Idyllwild Arts Academy Orchestra Concert, 7:30 p.m. Saturday, April 23, Lowman Concert Hall
Scott Hosfeld, guest conductor
Sheng-Chieh Jason Lan, viola (in the Hindemith)
Liliya Milcheva, violin (in the Tchaikovsky)
“Der Schwanendreher for Viola and Orchestra: Movement I: “Zwischen Berg und tiefen Tal,” Paul Hindemith
“Concerto for Violin and Orchestra in D Major, Opus 35, Movement III: Finale (Allegro vivacissimo),” Peter Ilyich Tchaikovsky
“Czech Suite, Opus 39,” Antonin Dvorak
The recently completed Lowman Concert Hall on the Idyllwild Arts campus continues to be a source of sonic amazement as well as a functional musical environment, as this past Saturday’s event proved to more than this particular reviewer. With a more than three-quarter capacity audience, both sound and sight potentials were fulfilled, and noted Guest Conductor Scott Hosfeld stood up quite well in those particular surroundings.
It was particularly impressive to this listener how the hall manages to integrate the various orchestral sounds required from the composer’s wishes, and the first two program items served as instructive examples for sound production as well as integration.
The Hindemith excerpt — the first movement of the four-part work — emphasized the lower strings and winds, and Mr. Lan’s viola solos stood out well enough against this background, as well as in contrast to harpist Allison Allport’s part.
Mr. Hosfeld made a point of his overall prowess on the podium by his understated gestures and orchestral cues; a facet which also came to fore in the final movement of the Tchaikovsky violin concerto, where both motion and emotion can sometimes overtake any musical consideration.
Ms. Milcheva’s run through the score’s contrasting moods was never at odds with the orchestral background (and particularly the playing of the four horns required by the composer), and a very satisfying overall effect was perpetuated, generally by Mr. Hosfeld’s knowledge of what needed to be brought to the auditor’s attention at the right moment. Fortunately, the hall’s acoustics were more than usually cooperative in that effort.
But it was in the final five-part “Czech Suite” of Dvorak that the conductorial gifts really became obvious. With the tempo variations of each dance-like movement, Mr. Hosfeld displayed a technique that was instantly communicated to the full orchestral complement, and the musical response was equally demonstrated, particularly in the work’s more lively sections (the final “furiant” section was exemplary in its concluding vigor). But even in the quieter parts, Conductor Hosfeld’s rather subdued method worked wonders, with the hall’s sonic possibilities well on display.

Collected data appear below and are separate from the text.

use std::env;

use anyhow::{Context, anyhow, bail};
use chrono::Duration;
use gatehouse_core::identity::PasswordPolicy;

pub const DEFAULT_PASSWORD_PEPPER: &str = "change-me-password-pepper";
pub const DEFAULT_TOKEN_KEY: &str = "change-me-hmac-key";

/// Server configuration, read from the environment (and `.env`).
#[derive(Debug, Clone)]
pub struct Config {
    pub server_host: String,
    pub server_port: u16,

    /// PostgreSQL URL. When unset the server keeps everything in memory.
    pub database_url: Option<String>,

    // Authentication secrets (pepper for Argon2 + HMAC key for tokens)
    pub auth_password_pepper: String,
    pub auth_token_key: String,

    pub session_lifetime: Duration,
    pub cookie_secure: bool,

    /// Role required for `/Admin/*`. Unset leaves the admin area open.
    pub admin_role: Option<String>,
    /// Roles created at startup when missing.
    pub seed_roles: Vec<String>,

    pub password_policy: PasswordPolicy,
}

impl Default for Config {
    fn default() -> Self {
        Self {
            server_host: "0.0.0.0".to_string(),
            server_port: 3000,
            database_url: None,
            auth_password_pepper: DEFAULT_PASSWORD_PEPPER.to_string(),
            auth_token_key: DEFAULT_TOKEN_KEY.to_string(),
            session_lifetime: Duration::hours(336),
            cookie_secure: false,
            admin_role: None,
            seed_roles: Vec::new(),
            password_policy: PasswordPolicy::default(),
        }
    }
}

/// A loaded configuration plus anything worth warning about once logging is
/// up.
#[derive(Debug, Clone)]
pub struct ConfigLoad {
    pub config: Config,
    pub env_file_loaded: bool,
    pub warnings: Vec<String>,
}

/// Longest accepted `SESSION_LIFETIME_HOURS` (ten years).
pub const MAX_SESSION_LIFETIME_HOURS: i64 = 24 * 365 * 10;

impl Config {
    pub fn from_env() -> anyhow::Result<ConfigLoad> {
        let env_file_loaded = dotenvy::dotenv().map(|_| true).or_else(|err| match err {
            dotenvy::Error::Io(_) => Ok(false),
            _ => Err(err),
        })?;

        let config = Self::from_lookup(|name| env::var(name).ok())?;
        let warnings = config.warnings();
        Ok(ConfigLoad {
            config,
            env_file_loaded,
            warnings,
        })
    }

    /// Build a config from an arbitrary variable source. Unset or blank
    /// variables fall back to the defaults; malformed ones are errors.
    pub fn from_lookup(lookup: impl Fn(&str) -> Option<String>) -> anyhow::Result<Self> {
        let defaults = Config::default();
        let policy = defaults.password_policy.clone();
        let var = |name: &str| lookup(name).filter(|raw| !raw.trim().is_empty());

        Ok(Config {
            server_host: var("SERVER_HOST").unwrap_or(defaults.server_host),
            server_port: parse_var(&var, "SERVER_PORT")?.unwrap_or(defaults.server_port),

            database_url: var("DATABASE_URL"),

            auth_password_pepper: var("AUTH_PASSWORD_PEPPER")
                .unwrap_or(defaults.auth_password_pepper),
            auth_token_key: var("AUTH_TOKEN_KEY").unwrap_or(defaults.auth_token_key),

            session_lifetime: parse_var(&var, "SESSION_LIFETIME_HOURS")?
                .map(session_lifetime)
                .transpose()?
                .unwrap_or(defaults.session_lifetime),
            cookie_secure: parse_bool_var(&var, "COOKIE_SECURE")?
                .unwrap_or(defaults.cookie_secure),

            admin_role: var("ADMIN_ROLE").map(|role| role.trim().to_string()),
            seed_roles: parse_csv_var(&var, "SEED_ROLES").unwrap_or_default(),

            password_policy: PasswordPolicy {
                min_length: parse_var(&var, "PASSWORD_MIN_LENGTH")?
                    .unwrap_or(policy.min_length),
                require_non_alphanumeric: parse_bool_var(
                    &var,
                    "PASSWORD_REQUIRE_NON_ALPHANUMERIC",
                )?
                .unwrap_or(policy.require_non_alphanumeric),
                require_digit: parse_bool_var(&var, "PASSWORD_REQUIRE_DIGIT")?
                    .unwrap_or(policy.require_digit),
                require_lowercase: parse_bool_var(&var, "PASSWORD_REQUIRE_LOWERCASE")?
                    .unwrap_or(policy.require_lowercase),
                require_uppercase: parse_bool_var(&var, "PASSWORD_REQUIRE_UPPERCASE")?
                    .unwrap_or(policy.require_uppercase),
                required_unique_chars: parse_var(&var, "PASSWORD_REQUIRED_UNIQUE_CHARS")?
                    .unwrap_or(policy.required_unique_chars),
            },
        })
    }

    fn warnings(&self) -> Vec<String> {
        let mut warnings = Vec::new();
        if self.auth_password_pepper == DEFAULT_PASSWORD_PEPPER {
            warnings.push("AUTH_PASSWORD_PEPPER is using the built-in default".to_string());
        }
        if self.auth_token_key == DEFAULT_TOKEN_KEY {
            warnings.push("AUTH_TOKEN_KEY is using the built-in default".to_string());
        }
        warnings
    }

    pub fn bind_address(&self) -> String {
        format!("{}:{}", self.server_host, self.server_port)
    }
}

fn session_lifetime(hours: i64) -> anyhow::Result<Duration> {
    if !(1..=MAX_SESSION_LIFETIME_HOURS).contains(&hours) {
        bail!("SESSION_LIFETIME_HOURS must be between 1 and {MAX_SESSION_LIFETIME_HOURS}, got {hours}");
    }
    Duration::try_hours(hours)
        .with_context(|| format!("SESSION_LIFETIME_HOURS out of range: {hours}"))
}

fn parse_var<T>(var: &impl Fn(&str) -> Option<String>, name: &str) -> anyhow::Result<Option<T>>
where
    T: std::str::FromStr,
    T::Err: std::error::Error + Send + Sync + 'static,
{
    var(name)
        .map(|raw| {
            raw.trim()
                .parse()
                .with_context(|| format!("invalid value for {name}: {raw:?}"))
        })
        .transpose()
}

fn parse_csv_var(var: &impl Fn(&str) -> Option<String>, name: &str) -> Option<Vec<String>> {
    var(name).map(|raw| {
        raw.split(',')
            .map(str::trim)
            .filter(|part| !part.is_empty())
            .map(str::to_string)
            .collect()
    })
}

fn parse_bool_var(
    var: &impl Fn(&str) -> Option<String>,
    name: &str,
) -> anyhow::Result<Option<bool>> {
    var(name)
        .map(|raw| match raw.trim().to_ascii_lowercase().as_str() {
            "1" | "true" | "yes" | "on" => Ok(true),
            "0" | "false" | "no" | "off" => Ok(false),
            _ => Err(anyhow!("invalid value for {name}: {raw:?} (expected true or false)")),
        })
        .transpose()
}

#[cfg(test)]
mod tests {
    use super::*;

    #[test]
    fn defaults_warn_about_placeholder_secrets() {
        let config = Config::default();
        assert_eq!(config.bind_address(), "0.0.0.0:3000");
        assert_eq!(config.session_lifetime, Duration::days(14));
        assert_eq!(config.warnings().len(), 2);
    }

    #[test]
    fn custom_secrets_silence_warnings() {
        let config = Config {
            auth_password_pepper: "pepper".into(),
            auth_token_key: "key".into(),
            ..Config::default()
        };
        assert!(config.warnings().is_empty());
    }

    fn lookup(vars: &[(&str, &str)]) -> impl Fn(&str) -> Option<String> {
        let vars: Vec<(String, String)> = vars
            .iter()
            .map(|(k, v)| (k.to_string(), v.to_string()))
            .collect();
        move |name: &str| {
            vars.iter()
                .find(|(key, _)| key == name)
                .map(|(_, value)| value.clone())
        }
    }

    #[test]
    fn variables_override_defaults() {
        let config = Config::from_lookup(lookup(&[
            ("SERVER_PORT", "8080"),
            ("DATABASE_URL", "  "),
            ("SESSION_LIFETIME_HOURS", "24"),
            ("COOKIE_SECURE", "on"),
            ("ADMIN_ROLE", " Admin "),
            ("SEED_ROLES", "Admin, Editor,,"),
            ("PASSWORD_REQUIRE_DIGIT", "false"),
        ]))
        .unwrap();

        assert_eq!(config.server_port, 8080);
        assert_eq!(config.database_url, None);
        assert_eq!(config.session_lifetime, Duration::hours(24));
        assert!(config.cookie_secure);
        assert_eq!(config.admin_role.as_deref(), Some("Admin"));
        assert_eq!(config.seed_roles, vec!["Admin", "Editor"]);
        assert!(!config.password_policy.require_digit);
        assert!(config.password_policy.require_uppercase);
    }

    #[test]
    fn session_lifetime_outside_bounds_is_rejected() {
        for hours in ["0", "-5", "3000000000", "9223372036854775807"] {
            let err = Config::from_lookup(lookup(&[("SESSION_LIFETIME_HOURS", hours)]))
                .unwrap_err();
            assert!(
                err.to_string().contains("SESSION_LIFETIME_HOURS"),
                "{hours}: {err}"
            );
        }

        let longest = MAX_SESSION_LIFETIME_HOURS.to_string();
        let config =
            Config::from_lookup(lookup(&[("SESSION_LIFETIME_HOURS", longest.as_str())])).unwrap();
        assert_eq!(config.session_lifetime, Duration::hours(MAX_SESSION_LIFETIME_HOURS));
    }

    #[test]
    fn malformed_values_are_errors() {
        for (name, raw) in [
            ("COOKIE_SECURE", "ture"),
            ("PASSWORD_REQUIRE_UPPERCASE", "maybe"),
            ("SERVER_PORT", "eighty"),
        ] {
            let err = Config::from_lookup(lookup(&[(name, raw)])).unwrap_err();
            assert!(err.to_string().contains(name), "{name}: {err}");
        }
    }
}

And while the orchestra’s members await regeneration (the departing seniors were all given well-deserved accolades, prior to the playing of the Dvorak), and even more guest conductors and performers are waiting in the building’s backstage (figuratively speaking), Lowman Hall renews its promise as more than a symbolic structure and as a welcome addition to Idyllwild’s musical community.